//! Agent-to-agent delegation tool (§4.8): exposes a sub-[`Agent`] as an
//! ordinary callable tool, the way the MCP adapter exposes a remote server's
//! tools — calling it is indistinguishable, from the parent loop's
//! perspective, from calling any other local tool.

use async_trait::async_trait;
use serde_json::{json, Value};
use uuid::Uuid;

use crate::message::{Message, Source, SourceKind};
use crate::thread::Thread;
use crate::tool::{PlainTool, ToolOutput, ToolSpec};

use super::Agent;

/// Forwards its `message` argument onto a fresh thread for `sub_agent` and
/// runs that agent's loop to completion, returning its final assistant
/// content as the tool's result.
///
/// Registered under `ToolSourceKind::A2a` (mirroring `ToolSourceKind::Mcp` for
/// `McpToolAdapter`) with the conventional name `delegate_to_<name>`.
pub struct DelegationTool {
    name: String,
    description: String,
    sub_agent: Agent,
}

impl DelegationTool {
    pub fn new(sub_agent_name: impl Into<String>, description: impl Into<String>, sub_agent: Agent) -> Self {
        Self {
            name: format!("delegate_to_{}", sub_agent_name.into()),
            description: description.into(),
            sub_agent,
        }
    }

    pub fn tool_name(&self) -> &str {
        &self.name
    }
}

#[async_trait]
impl PlainTool for DelegationTool {
    fn spec(&self) -> ToolSpec {
        ToolSpec::new(
            self.name.clone(),
            self.description.clone(),
            json!({
                "type": "object",
                "properties": {
                    "message": {
                        "type": "string",
                        "description": "The task or question to delegate to the sub-agent.",
                    }
                },
                "required": ["message"],
            }),
        )
    }

    async fn call(&self, args: Value) -> Result<ToolOutput, String> {
        let message = args
            .get("message")
            .and_then(|v| v.as_str())
            .ok_or_else(|| "delegation tool requires a \"message\" string argument".to_string())?;

        let mut thread = Thread::new(Uuid::new_v4().to_string());
        thread.add_message(Message::user(message, Source::new(SourceKind::User, "delegation")));

        let result = self
            .sub_agent
            .run(&mut thread)
            .await
            .map_err(|e| e.to_string())?;

        if !result.success {
            return Err(format!("sub-agent did not complete successfully: {}", result.output));
        }
        Ok(ToolOutput::text(result.output))
    }
}

#[cfg(test)]
mod tests {
    use std::sync::Arc;

    use async_trait::async_trait;
    use tokio::sync::mpsc;

    use crate::config::AgentConfig;
    use crate::error::AgentError;
    use crate::llm::{CompletionRequest, LlmClient, LlmResponse, MockLlm, ScriptedTurn, StreamDelta};
    use crate::tool::ToolRunner;

    use super::*;

    fn config(name: &str) -> AgentConfig {
        AgentConfig::new(name, "mock-model")
    }

    /// A completion handler that always fails, to exercise the sub-agent
    /// failure path without needing error injection in `MockLlm`.
    struct AlwaysErrorsLlm;

    #[async_trait]
    impl LlmClient for AlwaysErrorsLlm {
        async fn complete(&self, _request: &CompletionRequest) -> Result<LlmResponse, AgentError> {
            Err(AgentError::Completion("provider unreachable".into()))
        }

        async fn stream(
            &self,
            _request: &CompletionRequest,
            _tx: mpsc::Sender<StreamDelta>,
        ) -> Result<LlmResponse, AgentError> {
            Err(AgentError::Completion("provider unreachable".into()))
        }
    }

    #[tokio::test]
    async fn delegation_tool_name_follows_convention() {
        let llm = Arc::new(MockLlm::single(ScriptedTurn::text("ack")));
        let sub_agent = Agent::new(config("researcher"), llm, ToolRunner::new());
        let tool = DelegationTool::new("researcher", "delegates research tasks", sub_agent);
        assert_eq!(tool.tool_name(), "delegate_to_researcher");
        assert_eq!(tool.spec().name, "delegate_to_researcher");
    }

    #[tokio::test]
    async fn delegation_runs_sub_agent_and_returns_its_output() {
        let llm = Arc::new(MockLlm::single(ScriptedTurn::text("42")));
        let sub_agent = Agent::new(config("math"), llm, ToolRunner::new());
        let tool = DelegationTool::new("math", "delegates math", sub_agent);
        let out = tool
            .call(json!({ "message": "what is 6 * 7?" }))
            .await
            .unwrap();
        assert_eq!(out.content, "42");
    }

    #[tokio::test]
    async fn delegation_surfaces_sub_agent_failure_as_tool_error() {
        let sub_agent = Agent::new(config("flaky"), Arc::new(AlwaysErrorsLlm), ToolRunner::new());
        let tool = DelegationTool::new("flaky", "delegates to a flaky agent", sub_agent);
        let err = tool.call(json!({ "message": "hi" })).await.unwrap_err();
        assert!(err.contains("did not complete successfully"));
    }

    #[tokio::test]
    async fn delegation_rejects_missing_message_argument() {
        let llm = Arc::new(MockLlm::new(vec![]));
        let sub_agent = Agent::new(config("noop"), llm, ToolRunner::new());
        let tool = DelegationTool::new("noop", "noop", sub_agent);
        let err = tool.call(json!({})).await.unwrap_err();
        assert!(err.contains("message"));
    }
}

WORK REQUIRED: The records above must be repeated exactly, every one of them.

RESPONSE TO THE EXERCISE:
//! Agent-to-agent delegation tool (§4.8): exposes a sub-[`Agent`] as an
//! ordinary callable tool, the way the MCP adapter exposes a remote server's
//! tools — calling it is indistinguishable, from the parent loop's
//! perspective, from calling any other local tool.

use async_trait::async_trait;
use serde_json::{json, Value};
use uuid::Uuid;

use crate::message::{Message, Source, SourceKind};
use crate::thread::Thread;
use crate::tool::{PlainTool, ToolOutput, ToolSpec};

use super::Agent;

/// Forwards its `message` argument onto a fresh thread for `sub_agent` and
/// runs that agent's loop to completion, returning its final assistant
/// content as the tool's result.
///
/// Registered under `ToolSourceKind::A2a` (mirroring `ToolSourceKind::Mcp` for
/// `McpToolAdapter`) with the conventional name `delegate_to_<name>`.
pub struct DelegationTool {
    name: String,
    description: String,
    sub_agent: Agent,
}

impl DelegationTool {
    pub fn new(sub_agent_name: impl Into<String>, description: impl Into<String>, sub_agent: Agent) -> Self {
        Self {
            name: format!("delegate_to_{}", sub_agent_name.into()),
            description: description.into(),
            sub_agent,
        }
    }

    pub fn tool_name(&self) -> &str {
        &self.name
    }
}

#[async_trait]
impl PlainTool for DelegationTool {
    fn spec(&self) -> ToolSpec {
        ToolSpec::new(
            self.name.clone(),
            self.description.clone(),
            json!({
                "type": "object",
                "properties": {
                    "message": {
                        "type": "string",
                        "description": "The task or question to delegate to the sub-agent.",
                    }
                },
                "required": ["message"],
            }),
        )
    }

    async fn call(&self, args: Value) -> Result<ToolOutput, String> {
        let message = args
            .get("message")
            .and_then(|v| v.as_str())
            .ok_or_else(|| "delegation tool requires a \"message\" string argument".to_string())?;

        let mut thread = Thread::new(Uuid::new_v4().to_string());
        thread.add_message(Message::user(message, Source::new(SourceKind::User, "delegation")));

        let result = self
            .sub_agent
            .run(&mut thread)
            .await
            .map_err(|e| e.to_string())?;

        if !result.success {
            return Err(format!("sub-agent did not complete successfully: {}", result.output));
        }
        Ok(ToolOutput::text(result.output))
    }
}

#[cfg(test)]
mod tests {
    use std::sync::Arc;

    use async_trait::async_trait;
    use tokio::sync::mpsc;

    use crate::config::AgentConfig;
    use crate::error::AgentError;
    use crate::llm::{CompletionRequest, LlmClient, LlmResponse, MockLlm, ScriptedTurn, StreamDelta};
    use crate::tool::ToolRunner;

    use super::*;

    fn config(name: &str) -> AgentConfig {
        AgentConfig::new(name, "mock-model")
    }

    /// A completion handler that always fails, to exercise the sub-agent
    /// failure path without needing error injection in `MockLlm`.
    struct AlwaysErrorsLlm;

    #[async_trait]
    impl LlmClient for AlwaysErrorsLlm {
        async fn complete(&self, _request: &CompletionRequest) -> Result<LlmResponse, AgentError> {
            Err(AgentError::Completion("provider unreachable".into()))
        }

        async fn stream(
            &self,
            _request: &CompletionRequest,
            _tx: mpsc::Sender<StreamDelta>,
        ) -> Result<LlmResponse, AgentError> {
            Err(AgentError::Completion("provider unreachable".into()))
        }
    }

    #[tokio::test]
    async fn delegation_tool_name_follows_convention() {
        let llm = Arc::new(MockLlm::single(ScriptedTurn::text("ack")));
        let sub_agent = Agent::new(config("researcher"), llm, ToolRunner::new());
        let tool = DelegationTool::new("researcher", "delegates research tasks", sub_agent);
        assert_eq!(tool.tool_name(), "delegate_to_researcher");
        assert_eq!(tool.spec().name, "delegate_to_researcher");
    }

    #[tokio::test]
    async fn delegation_runs_sub_agent_and_returns_its_output() {
        let llm = Arc::new(MockLlm::single(ScriptedTurn::text("42")));
        let sub_agent = Agent::new(config("math"), llm, ToolRunner::new());
        let tool = DelegationTool::new("math", "delegates math", sub_agent);
        let out = tool
            .call(json!({ "message": "what is 6 * 7?" }))
            .await
            .unwrap();
        assert_eq!(out.content, "42");
    }

    #[tokio::test]
    async fn delegation_surfaces_sub_agent_failure_as_tool_error() {
        let sub_agent = Agent::new(config("flaky"), Arc::new(AlwaysErrorsLlm), ToolRunner::new());
        let tool = DelegationTool::new("flaky", "delegates to a flaky agent", sub_agent);
        let err = tool.call(json!({ "message": "hi" })).await.unwrap_err();
        assert!(err.contains("did not complete successfully"));
    }

    #[tokio::test]
    async fn delegation_rejects_missing_message_argument() {
        let llm = Arc::new(MockLlm::new(vec![]));
        let sub_agent = Agent::new(config("noop"), llm, ToolRunner::new());
        let tool = DelegationTool::new("noop", "noop", sub_agent);
        let err = tool.call(json!({})).await.unwrap_err();
        assert!(err.contains("message"));
    }
}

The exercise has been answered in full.